Fig. 3. MAPKi polarizes MΦs toward an alternatively activated, HGF- and GAS6-producing phenotype.

(A) Schematic of M2-MΦ conditioned medium experiments (left) and data showing ES2 cell count following 72-hour trametinib ± conditioned medium from M2-MΦ that were pretreated with 24-hour trametinib (right) (n = 3). (B) OVCA viability was measured by propidium iodide and annexin V staining for three cell lines treated for 48 hours with 100 nM trametinib ± transwell coculture with M2-MΦ (averaged across five donors with n = 3 reps per donor, two-tailed t test). (C) Heat map of supernatant and lysate proteins from PBMC-derived M1-MΦ and M2-MΦ. Analyte levels of MΦs treated with 24-hour trametinib are plotted relative to their respective no-treatment controls (n = 3, *P < 0.05, two-tailed Mann-Whitney U test with false discovery rate correction).

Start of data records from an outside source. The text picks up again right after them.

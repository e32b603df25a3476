use std::time::Duration;

#[cfg(feature = "postgres")]
use sea_orm::{ConnectOptions, Database, DbConn, DbErr};

/// Configuration for the metadata database.
#[derive(Debug, Clone)]
pub struct DatabaseConfig {
    pub url: String,
    pub max_connections: u32,
    pub min_connections: u32,
    pub connect_timeout: Duration,
}

impl DatabaseConfig {
    pub fn new(url: impl Into<String>) -> Self {
        Self {
            url: url.into(),
            max_connections: 100,
            min_connections: 10,
            connect_timeout: Duration::from_secs(10),
        }
    }
}

/// Pooled connection to the metadata database.
///
/// # Example
/// ```ignore
/// let db = DatabaseConnections::init(&config).await?;
/// let posts = PostgresPostRepository::new(db.main.clone());
/// ```
#[cfg(feature = "postgres")]
pub struct DatabaseConnections {
    pub main: DbConn,
}

#[cfg(not(feature = "postgres"))]
pub struct DatabaseConnections;

#[cfg(feature = "postgres")]
impl DatabaseConnections {
    /// Open the connection pool described by `config`.
    pub async fn init(config: &DatabaseConfig) -> Result<Self, DbErr> {
        tracing::info!("Initializing database connection pool...");

        let opts = ConnectOptions::new(&config.url)
            .max_connections(config.max_connections)
            .min_connections(config.min_connections)
            .connect_timeout(config.connect_timeout)
            .acquire_timeout(config.connect_timeout)
            .idle_timeout(Duration::from_secs(300))
            .sqlx_logging(true)
            .to_owned();

        let main = Database::connect(opts).await?;
        tracing::info!(
            "Metadata database connected (pool: {})",
            config.max_connections
        );

        Ok(Self { main })
    }

    /// Check that the database still answers.
    pub async fn ping(&self) -> Result<(), DbErr> {
        self.main.ping().await
    }
}
//! Health check endpoint.

use actix_web::{HttpResponse, web};
use serde::Serialize;

use crate::state::AppState;

#[derive(Serialize)]
pub struct HealthResponse {
    pub status: &'static str,
    pub version: &'static str,
    pub database: &'static str,
    pub timestamp: String,
}

/// Health check endpoint - returns server and metadata store status.
///
/// GET /api/health
pub async fn health_check(state: web::Data<AppState>) -> HttpResponse {
    let database = database_status(&state).await;
    let status = if database == "unavailable" {
        "degraded"
    } else {
        "ok"
    };

    let response = HealthResponse {
        status,
        version: env!("CARGO_PKG_VERSION"),
        database,
        timestamp: chrono::Utc::now().to_rfc3339(),
    };

    if status == "ok" {
        HttpResponse::Ok().json(response)
    } else {
        HttpResponse::ServiceUnavailable().json(response)
    }
}

#[cfg(feature = "postgres")]
async fn database_status(state: &AppState) -> &'static str {
    match &state.db {
        Some(db) => match db.ping().await {
            Ok(()) => "connected",
            Err(e) => {
                tracing::warn!("Database ping failed: {}", e);
                "unavailable"
            }
        },
        None => "in-memory",
    }
}

#[cfg(not(feature = "postgres"))]
async fn database_status(_state: &AppState) -> &'static str {
    "in-memory"
}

GM-CSF, granulocyte-MΦ CSF; TGFα, transforming growth factor–α; TNFα, tumor necrosis factor–α; p-NFκB, phosphorylation of nuclear factor κB. (D and E) Loading (D) and score (E) plots generated from principal components analysis (PCA) of data from (C). Red shadings represent M2-MΦ, blue shadings represent M1-MΦ, and gray shading superimposed on each represents control conditions. (F) MΦ uptake of trametinib-treated ES2 cell debris following pretreatment of M2-MΦ with (+T) trametinib (n = 3, two-tailed t test). (G) RTK levels of U937-derived M2-MΦ, 24 hours after trametinib (n = 3 and n = 6 for pooled MERTK two-tailed t test). Data are means ± SEM for all.